A transparent AI assurance and benchmarking framework for EEG seizure detection on TUSZ seeded with a reproducible gradient-boosting ensemble
摘要
Reliable evaluation is essential for clinically usable automated electroencephalography (EEG) seizure detection. Although the TUH EEG Seizure Corpus (TUSZ) is the de facto benchmark, studies often use non-canonical splits, mix patients across partitions, or evaluate on seizure-only segments, making results hard to compare. We release an open-source, transparent benchmark for offline binary seizure detection on TUSZ v2.0.3 that strictly follows the official Train/Dev/Eval partition and evaluates in continuous EEG. Each 60-s window (15-s stride) is mapped to expert features and classified by three CatBoost ensembles: a within-window base model and two temporal-context models (full and high-sensitivity).
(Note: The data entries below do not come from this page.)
//! Integration tests for timeout-bounded matching.
//!
//! Every timeout here is triggered by `(.*a){30}` against a run of `a`s, which
//! backtracks exponentially. Abandoned evaluations keep running on their
//! executor threads until the test process exits, so the number of
//! pathological matches is kept small.

use grok_engine::{
    Deadline, Event, FieldOutcome, GrokConfig, GrokEngine, MatchOutcome, PatternCompiler,
    PatternRegistry, TimeoutEnforcer, TimeoutScope,
};
use std::sync::Arc;
use std::thread;
use std::time::{Duration, Instant};
use tracing_subscriber::EnvFilter;

const PATHOLOGICAL: &str = "(.*a){30}";
const MONITOR_INTERVAL: Duration = Duration::from_millis(10);

/// Scheduling slack allowed on top of deadline + monitor interval.
const SLACK: Duration = Duration::from_millis(750);

fn pathological_input() -> String {
    "a".repeat(70)
}

/// Route engine logs to the test harness; filter with `RUST_LOG`.
fn init_tracing() {
    let _ = tracing_subscriber::fmt()
        .with_env_filter(EnvFilter::from_default_env())
        .with_test_writer()
        .try_init();
}

fn engine(config: GrokConfig) -> GrokEngine {
    init_tracing();
    GrokEngine::new(config.with_monitor_interval(MONITOR_INTERVAL)).expect("engine should build")
}

#[test]
fn test_timeout_tags_record() {
    let engine = engine(
        GrokConfig::new()
            .with_match("message", [PATHOLOGICAL])
            .with_timeout(Duration::from_millis(100)),
    );

    let started = Instant::now();
    let mut event = Event::with_message(pathological_input());
    let outcome = engine.filter(&mut event);

    assert!(outcome.is_timed_out());
    assert!(!outcome.is_failed());
    assert!(event.has_tag("_groktimeout"));
    assert!(!event.has_tag("_grokparsefailure"));
    assert!(started.elapsed() < Duration::from_millis(100) + MONITOR_INTERVAL + SLACK);
    assert_eq!(engine.enforcer().in_flight(), 0);
}

#[test]
fn test_custom_timeout_tag() {
    let engine = engine(
        GrokConfig::new()
            .with_match("message", [PATHOLOGICAL])
            .with_timeout(Duration::from_millis(100))
            .with_tag_on_timeout("too_slow"),
    );
    let mut event = Event::with_message(pathological_input());
    engine.filter(&mut event);
    assert_eq!(event.tags(), vec!["too_slow"]);
}

#[test]
fn test_pooled_deadline_bounds_many_patterns() {
    let patterns = vec![PATHOLOGICAL; 10];
    let engine = engine(
        GrokConfig::new()
            .with_match("message", patterns)
            .with_break_on_match(false)
            .with_timeout(Duration::from_millis(500))
            .with_timeout_scope(TimeoutScope::Field),
    );

    let started = Instant::now();
    let mut event = Event::with_message(pathological_input());
    let outcome = engine.filter(&mut event);
    let elapsed = started.elapsed();

    assert!(outcome.is_timed_out());
    assert!(
        elapsed < Duration::from_millis(500) + MONITOR_INTERVAL + SLACK,
        "took {elapsed:?}"
    );
    assert!(event.has_tag("_groktimeout"));
}

/// A failing pattern whose backtracking cost grows polynomially with the
/// input length, sized so one attempt takes at least `min` on this machine.
fn slow_but_bounded(min: Duration) -> (String, String, Duration) {
    let pattern = "^(.*a){4}$".to_string();
    let registry = PatternRegistry::with_builtins();
    let matcher = PatternCompiler::new(&registry).compile(&pattern).unwrap();

    let mut len = 40;
    loop {
        let input = format!("{}c", "a".repeat(len));
        let single = (0..3)
            .map(|_| {
                let started = Instant::now();
                assert!(matcher.execute(&input).unwrap().is_none());
                started.elapsed()
            })
            .min()
            .unwrap();
        if single >= min || len >= 4000 {
            return (pattern, input, single);
        }
        len = len * 3 / 2;
    }
}

#[test]
fn test_pattern_scope_gives_each_attempt_a_fresh_budget() {
    let (pattern, input, single) = slow_but_bounded(Duration::from_millis(25));
    let timeout = single * 5;
    let patterns = vec![pattern.as_str(); 15];

    let per_attempt = engine(
        GrokConfig::new()
            .with_match("message", patterns.clone())
            .with_timeout(timeout)
            .with_timeout_scope(TimeoutScope::Pattern),
    );
    let mut event = Event::with_message(input.clone());
    let outcome = per_attempt.filter(&mut event);

    assert_eq!(outcome.field("message"), Some(FieldOutcome::NotMatched));
    assert_eq!(event.tags(), vec!["_grokparsefailure"]);

    let pooled = engine(
        GrokConfig::new()
            .with_match("message", patterns)
            .with_timeout(timeout)
            .with_timeout_scope(TimeoutScope::Field),
    );
    let mut event = Event::with_message(input);
    let outcome = pooled.filter(&mut event);

    assert_eq!(outcome.field("message"), Some(FieldOutcome::TimedOut));
    assert_eq!(event.tags(), vec!["_groktimeout"]);
}

#[test]
fn test_no_signal_leakage_on_same_thread() {
    let engine = engine(
        GrokConfig::new()
            .with_match("message", [PATHOLOGICAL, "^%{WORD:word}$"])
            .with_timeout(Duration::from_millis(100)),
    );

    let mut slow = Event::with_message(pathological_input());
    assert!(engine.filter(&mut slow).is_timed_out());

    for _ in 0..50 {
        let mut fast = Event::with_message("hello");
        let outcome = engine.filter(&mut fast);
        assert!(outcome.is_matched(), "outcome: {outcome:?}");
        assert_eq!(fast.get("word").and_then(|v| v.as_str()), Some("hello"));
        assert!(fast.tags().is_empty());
    }
}

#[test]
fn test_field_scope_budgets_are_independent() {
    let engine = engine(
        GrokConfig::new()
            .with_match("slow", [PATHOLOGICAL])
            .with_match("fast", ["%{INT:n}"])
            .with_break_on_match(false)
            .with_timeout(Duration::from_millis(100))
            .with_timeout_scope(TimeoutScope::Field),
    );

    let mut event = Event::from_json(serde_json::json!({
        "slow": pathological_input(),
        "fast": "42",
    }))
    .unwrap();
    let outcome = engine.filter(&mut event);

    assert_eq!(outcome.field("slow"), Some(FieldOutcome::TimedOut));
    assert_eq!(outcome.field("fast"), Some(FieldOutcome::Matched));
    assert!(event.has_tag("_groktimeout"));
    assert!(!event.has_tag("_grokparsefailure"));
    assert_eq!(event.get("n").and_then(|v| v.as_str()), Some("42"));
}

#[test]
fn test_event_scope_budget_is_shared() {
    let engine = engine(
        GrokConfig::new()
            .with_match("slow", [PATHOLOGICAL])
            .with_match("fast", ["%{INT:n}"])
            .with_break_on_match(false)
            .with_timeout(Duration::from_millis(100))
            .with_timeout_scope(TimeoutScope::Event),
    );

    let mut event = Event::from_json(serde_json::json!({
        "slow": pathological_input(),
        "fast": "42",
    }))
    .unwrap();
    let outcome = engine.filter(&mut event);

    assert_eq!(outcome.field("slow"), Some(FieldOutcome::TimedOut));
    assert_eq!(outcome.field("fast"), Some(FieldOutcome::TimedOut));
    assert!(!event.contains("n"));
    assert_eq!(event.tags(), vec!["_groktimeout"]);
}

#[test]
fn test_timeout_and_failure_on_independent_fields() {
    let engine = engine(
        GrokConfig::new()
            .with_match("slow", [PATHOLOGICAL])
            .with_match("other", ["%{INT:n}"])
            .with_break_on_match(false)
            .with_timeout(Duration::from_millis(100)),
    );

    let mut event = Event::from_json(serde_json::json!({
        "slow": pathological_input(),
        "other": "no digits",
    }))
    .unwrap();
    let outcome = engine.filter(&mut event);

    assert!(outcome.is_timed_out());
    assert!(outcome.is_failed());
    assert!(event.has_tag("_groktimeout"));
    assert!(event.has_tag("_grokparsefailure"));
}

#[test]
fn test_disabled_timeout_bypasses_ledger() {
    let engine = engine(
        GrokConfig::new()
            .with_match("message", ["%{IP:client}"])
            .without_timeout(),
    );

    assert!(!engine.enforcer().is_enabled());
    assert!(!engine.enforcer().is_running());

    for _ in 0..10 {
        let mut event = Event::with_message("10.0.0.1");
        assert!(engine.filter(&mut event).is_matched());
        assert_eq!(engine.enforcer().in_flight(), 0);
    }
    assert_eq!(engine.enforcer().abandoned_executions(), 0);
}

#[test]
fn test_parallel_workers_see_their_own_outcomes() {
    let engine = engine(
        GrokConfig::new()
            .with_match("message", [PATHOLOGICAL, "^value=%{INT:n:int}$"])
            .with_timeout(Duration::from_millis(100)),
    );

    let mut events: Vec<Event> = (0..64)
        .map(|i| {
            if i % 16 == 0 {
                Event::with_message(pathological_input())
            } else {
                Event::with_message(format!("value={i}"))
            }
        })
        .collect();

    let outcomes = engine.filter_batch(&mut events);

    for (i, (event, outcome)) in events.iter().zip(&outcomes).enumerate() {
        if i % 16 == 0 {
            assert!(outcome.is_timed_out(), "event {i}: {outcome:?}");
            assert_eq!(event.tags(), vec!["_groktimeout"]);
        } else {
            assert!(outcome.is_matched(), "event {i}: {outcome:?}");
            assert!(event.tags().is_empty(), "event {i}: {:?}", event.tags());
            assert_eq!(event.get("n"), Some(&serde_json::json!(i)));
        }
    }
    assert_eq!(engine.enforcer().in_flight(), 0);
}

#[test]
fn test_shared_enforcer_across_threads() {
    let registry = PatternRegistry::with_builtins();
    let compiler = PatternCompiler::new(&registry);
    let slow = Arc::new(compiler.compile(PATHOLOGICAL).unwrap());
    let fast = Arc::new(compiler.compile("%{WORD:w}").unwrap());

    let enforcer = Arc::new(
        TimeoutEnforcer::new(Duration::from_millis(100)).with_monitor_interval(MONITOR_INTERVAL),
    );
    enforcer.start().unwrap();

    let handles: Vec<_> = (0..4)
        .map(|worker| {
            let enforcer = Arc::clone(&enforcer);
            let slow = Arc::clone(&slow);
            let fast = Arc::clone(&fast);
            thread::spawn(move || {
                if worker == 0 {
                    let outcome = enforcer.run(&slow, &pathological_input(), &enforcer.deadline());
                    assert!(outcome.is_timed_out());
                }
                for _ in 0..25 {
                    let outcome = enforcer.run(&fast, "hello", &enforcer.deadline());
                    assert!(outcome.is_matched(), "worker {worker}: {outcome:?}");
                }
            })
        })
        .collect();

    for handle in handles {
        handle.join().unwrap();
    }
    assert_eq!(enforcer.in_flight(), 0);
    assert_eq!(enforcer.abandoned_executions(), 1);
}

#[test]
fn test_pooled_deadline_already_expired() {
    let registry = PatternRegistry::with_builtins();
    let matcher = Arc::new(PatternCompiler::new(&registry).compile("%{WORD:w}").unwrap());
    let enforcer = TimeoutEnforcer::new(Duration::from_millis(100)).with_monitor_interval(MONITOR_INTERVAL);
    enforcer.start().unwrap();

    let deadline = Deadline::starting_at(
        Instant::now() - Duration::from_millis(200),
        Some(Duration::from_millis(100)),
    );
    assert_eq!(
        enforcer.run(&matcher, "hello", &deadline),
        MatchOutcome::TimedOut(Duration::ZERO)
    );
}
We cast operating-point selection as an alarm-budget decision problem: on the Development set, we jointly choose the score threshold and event post-processing to maximize event sensitivity while enforcing specificity ≥ 0.93 and false alarms ≤ 0.69 per hour, then freeze this decision policy and apply it once to the held-out Eval set. On Eval, we obtain AUROC 0.92 and balanced accuracy 0.83 at the window level and event sensitivity 0.75 at 0.68 false alarms/hour (time-based positive predictive value [PPV] 0.57; recall 0.76). We provide the protocol and results as a reproducible baseline and clinically oriented benchmark for comparing past and future models.